Flow Physics Explains Morphological Diversity of Ciliated Organs

Ciliated organs that pump luminal fluids are integral to animal physiology. For example, millions of short epithelial cilia direct mucus flow to continuously clear pathogens out of the human airways. However, many other ciliated organs in the animal kingdom admit drastically different morphology and cilia organization to this familiar ciliary carpet archetype, and it is unclear how this structural diversity relates to the fluid pumping abilities of ciliated organs in general. Here, we apply morphometric and mechanistic analyses to ciliated ducts across all animal phyla. We find that two structural parameters, lumen diameter and cilia-to-lumen ratio, organize the observed duct diversity into a continuous spectrum that connects ciliary carpet designs to ciliary flame designs where long beating cilia can fill most of the luminal space.

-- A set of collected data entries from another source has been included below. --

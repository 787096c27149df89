//! Shared types for the print-shop backend
//!
//! Entity models, input payloads and the unified error type used by the
//! server crate and by anything sitting on top of the service layer.
//!
//! The `db` feature adds the `sqlx` derives (`FromRow`, `Type`) so the
//! server can map rows directly; consumers that only need the data shapes
//! can skip it.

pub mod error;
pub mod models;
pub mod util;

pub use error::{AppError, AppResult, ErrorCode};
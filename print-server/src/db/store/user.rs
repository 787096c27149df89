//! User database operations

use shared::models::{User, UserCreate};
use shared::util::now_millis;
use sqlx::SqliteExecutor;

pub async fn insert(ex: impl SqliteExecutor<'_>, data: &UserCreate) -> Result<User, sqlx::Error> {
    sqlx::query_as::<_, User>(
        "INSERT INTO users (name, email, phone, role, created_at) \
         VALUES ($1, $2, $3, $4, $5) \
         RETURNING id, name, email, phone, role, created_at",
    )
    .bind(&data.name)
    .bind(&data.email)
    .bind(&data.phone)
    .bind(data.role)
    .bind(now_millis())
    .fetch_one(ex)
    .await
}

pub async fn get(ex: impl SqliteExecutor<'_>, id: i64) -> Result<Option<User>, sqlx::Error> {
    sqlx::query_as::<_, User>("SELECT * FROM users WHERE id = $1")
        .bind(id)
        .fetch_optional(ex)
        .await
}
//! User Model

use serde::{Deserialize, Serialize};

/// User role. Identity/authentication is an external collaborator; the core
/// only needs the role for ownership and permission checks.
#[derive(Debug, Clone, Copy, PartialEq, Eq, Serialize, Deserialize)]
#[serde(rename_all = "UPPERCASE")]
#[cfg_attr(feature = "db", derive(sqlx::Type))]
#[cfg_attr(feature = "db", sqlx(rename_all = "UPPERCASE"))]
pub enum Role {
    User,
    Admin,
}

/// User entity
#[derive(Debug, Clone, Serialize, Deserialize)]
#[cfg_attr(feature = "db", derive(sqlx::FromRow))]
pub struct User {
    pub id: Option<i64>,
    pub name: String,
    pub email: String,
    pub phone: Option<String>,
    pub role: Role,
    pub created_at: i64,
}

/// Create user payload
#[derive(Debug, Clone, Serialize, Deserialize)]
pub struct UserCreate {
    pub name: String,
    pub email: String,
    pub phone: Option<String>,
    pub role: Role,
}

/// Authenticated identity performing an operation.
///
/// Supplied by the identity collaborator and threaded explicitly through
/// every core operation — never held as ambient state.
#[derive(Debug, Clone, Copy, PartialEq, Eq)]
pub struct Actor {
    pub user_id: i64,
    pub role: Role,
}

impl Actor {
    pub fn user(user_id: i64) -> Self {
        Self {
            user_id,
            role: Role::User,
        }
    }

    pub fn admin(user_id: i64) -> Self {
        Self {
            user_id,
            role: Role::Admin,
        }
    }

    pub fn is_admin(&self) -> bool {
        self.role == Role::Admin
    }
}
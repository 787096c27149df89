//! Rate tables
//!
//! Closed enums with exhaustive matches — an unknown combination cannot be
//! written, and the "unset means zero / default rate" rules live in one
//! place. All rates in ariary.

use rust_decimal::Decimal;
use shared::models::{BindingType, CoverPaper, DuplexMode, SmallFormat};

/// Flat delivery fee added to every priced order
pub const DELIVERY_FEE: i64 = 5_000;

/// Amount substituted when a price cannot be determined
pub const FALLBACK_AMOUNT: i64 = 10_000;

/// Large-format surface rate per square meter
pub const LARGE_FORMAT_RATE_PER_M2: i64 = 15_000;

/// Price per page for the book branch. A missing size prices at the
/// custom rate.
pub fn page_rate(format: Option<SmallFormat>) -> i64 {
    match format {
        Some(SmallFormat::A5) => 300,
        Some(SmallFormat::A4) => 500,
        Some(SmallFormat::A3) => 800,
        Some(SmallFormat::Custom) | None => 600,
    }
}

/// Price per cover; no cover paper selected means no cover.
pub fn cover_rate(cover: Option<CoverPaper>) -> i64 {
    match cover {
        Some(CoverPaper::Simple) => 1_000,
        Some(CoverPaper::Rigide) => 2_500,
        None => 0,
    }
}

/// Price per copy for the binding; unset means unbound.
pub fn binding_rate(binding: Option<BindingType>) -> i64 {
    match binding {
        Some(BindingType::Spirale) => 2_000,
        Some(BindingType::Agrafe) => 500,
        Some(BindingType::DosCarreColle) => 3_000,
        None => 0,
    }
}

/// Cover-cost multiplier for duplex printing
pub fn duplex_multiplier(duplex: Option<DuplexMode>) -> Decimal {
    match duplex {
        Some(DuplexMode::RectoVerso) => Decimal::new(15, 1), // 1.5
        Some(DuplexMode::Recto) | None => Decimal::ONE,
    }
}

/// Multiplier applied to a product's base price when the configured size
/// differs from the product's default size.
pub fn format_multiplier(
    configured: Option<SmallFormat>,
    product_default: Option<SmallFormat>,
) -> Decimal {
    if configured.is_some() && configured == product_default {
        return Decimal::ONE;
    }
    match configured {
        Some(SmallFormat::A3) => Decimal::new(15, 1),     // 1.5
        Some(SmallFormat::A4) => Decimal::new(12, 1),     // 1.2
        Some(SmallFormat::Custom) => Decimal::new(13, 1), // 1.3
        _ => Decimal::ONE,
    }
}

#[cfg(test)]
mod tests {
    use super::*;

    #[test]
    fn test_unset_options_price_at_zero() {
        assert_eq!(cover_rate(None), 0);
        assert_eq!(binding_rate(None), 0);
        assert_eq!(duplex_multiplier(None), Decimal::ONE);
    }

    #[test]
    fn test_missing_size_uses_custom_page_rate() {
        assert_eq!(page_rate(None), page_rate(Some(SmallFormat::Custom)));
    }

    #[test]
    fn test_matching_default_format_is_neutral() {
        assert_eq!(
            format_multiplier(Some(SmallFormat::A3), Some(SmallFormat::A3)),
            Decimal::ONE
        );
    }

    #[test]
    fn test_mismatch_multipliers() {
        assert_eq!(
            format_multiplier(Some(SmallFormat::A3), Some(SmallFormat::A4)),
            Decimal::new(15, 1)
        );
        assert_eq!(
            format_multiplier(Some(SmallFormat::A4), Some(SmallFormat::A5)),
            Decimal::new(12, 1)
        );
        assert_eq!(
            format_multiplier(Some(SmallFormat::Custom), None),
            Decimal::new(13, 1)
        );
        // A5 and absent sizes fall back to neutral
        assert_eq!(
            format_multiplier(Some(SmallFormat::A5), Some(SmallFormat::A4)),
            Decimal::ONE
        );
        assert_eq!(format_multiplier(None, Some(SmallFormat::A4)), Decimal::ONE);
    }
}
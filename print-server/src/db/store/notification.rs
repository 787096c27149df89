//! Notification database operations

use shared::models::Notification;
use shared::util::now_millis;
use sqlx::SqliteExecutor;

pub async fn insert(
    ex: impl SqliteExecutor<'_>,
    sender_id: Option<i64>,
    recipient_id: i64,
    message: &str,
) -> Result<Notification, sqlx::Error> {
    sqlx::query_as::<_, Notification>(
        "INSERT INTO notifications (sender_id, recipient_id, message, is_read, is_deleted, created_at) \
         VALUES ($1, $2, $3, 0, 0, $4) \
         RETURNING *",
    )
    .bind(sender_id)
    .bind(recipient_id)
    .bind(message)
    .bind(now_millis())
    .fetch_one(ex)
    .await
}

pub async fn get(
    ex: impl SqliteExecutor<'_>,
    id: i64,
) -> Result<Option<Notification>, sqlx::Error> {
    sqlx::query_as::<_, Notification>("SELECT * FROM notifications WHERE id = $1")
        .bind(id)
        .fetch_optional(ex)
        .await
}

/// Notifications addressed to a user, newest first.
pub async fn list_inbox(
    ex: impl SqliteExecutor<'_>,
    recipient_id: i64,
    include_deleted: bool,
) -> Result<Vec<Notification>, sqlx::Error> {
    sqlx::query_as::<_, Notification>(
        "SELECT * FROM notifications \
         WHERE recipient_id = $1 AND ($2 OR is_deleted = 0) \
         ORDER BY created_at DESC, id DESC",
    )
    .bind(recipient_id)
    .bind(include_deleted)
    .fetch_all(ex)
    .await
}

/// Every notification row (admin view), newest first.
pub async fn list_all(
    ex: impl SqliteExecutor<'_>,
    include_deleted: bool,
) -> Result<Vec<Notification>, sqlx::Error> {
    sqlx::query_as::<_, Notification>(
        "SELECT * FROM notifications WHERE $1 OR is_deleted = 0 \
         ORDER BY created_at DESC, id DESC",
    )
    .bind(include_deleted)
    .fetch_all(ex)
    .await
}

/// Notifications a user authored. Self-addressed rows are suppressed so the
/// sent view does not echo the inbox.
pub async fn list_sent(
    ex: impl SqliteExecutor<'_>,
    sender_id: i64,
) -> Result<Vec<Notification>, sqlx::Error> {
    sqlx::query_as::<_, Notification>(
        "SELECT * FROM notifications \
         WHERE sender_id = $1 AND recipient_id != $1 AND is_deleted = 0 \
         ORDER BY created_at DESC, id DESC",
    )
    .bind(sender_id)
    .fetch_all(ex)
    .await
}

/// Flip every unread notification of a recipient to read. Returns the
/// number of rows changed.
pub async fn mark_all_read(
    ex: impl SqliteExecutor<'_>,
    recipient_id: i64,
) -> Result<u64, sqlx::Error> {
    let result =
        sqlx::query("UPDATE notifications SET is_read = 1 WHERE recipient_id = $1 AND is_read = 0")
            .bind(recipient_id)
            .execute(ex)
            .await?;
    Ok(result.rows_affected())
}

pub async fn unread_count(
    ex: impl SqliteExecutor<'_>,
    recipient_id: i64,
) -> Result<i64, sqlx::Error> {
    let (count,): (i64,) = sqlx::query_as(
        "SELECT COUNT(*) FROM notifications \
         WHERE recipient_id = $1 AND is_read = 0 AND is_deleted = 0",
    )
    .bind(recipient_id)
    .fetch_one(ex)
    .await?;
    Ok(count)
}

pub async fn set_deleted(
    ex: impl SqliteExecutor<'_>,
    id: i64,
    deleted: bool,
) -> Result<bool, sqlx::Error> {
    let result = sqlx::query("UPDATE notifications SET is_deleted = $2 WHERE id = $1")
        .bind(id)
        .bind(deleted)
        .execute(ex)
        .await?;
    Ok(result.rows_affected() > 0)
}

pub async fn delete(ex: impl SqliteExecutor<'_>, id: i64) -> Result<bool, sqlx::Error> {
    let result = sqlx::query("DELETE FROM notifications WHERE id = $1")
        .bind(id)
        .execute(ex)
        .await?;
    Ok(result.rows_affected() > 0)
}
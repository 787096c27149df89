//! Notification Model

use serde::{Deserialize, Serialize};

/// Directed message between users/admins.
///
/// `sender_id` of `None` means the system (order confirmations, lifecycle
/// updates). Content is never edited; only the read and soft-delete flags
/// change after creation.
#[derive(Debug, Clone, Serialize, Deserialize)]
#[cfg_attr(feature = "db", derive(sqlx::FromRow))]
pub struct Notification {
    pub id: Option<i64>,
    pub sender_id: Option<i64>,
    pub recipient_id: i64,
    pub message: String,
    pub is_read: bool,
    pub is_deleted: bool,
    pub created_at: i64,
}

Using our unified fluid model, we further establish that carpets and flames, respectively, maximize flow rate and pressure generation, which is consistent with physiological requirements for bulk transport and filtration, whereas intermediate designs along the morphological spectrum constitute optimally efficient hybrids. We propose that convergence of ciliated organ designs follows functional constraints rather than phylogenetic distance, and we present universal design rules that can also guide the design of synthetic ciliary pumps.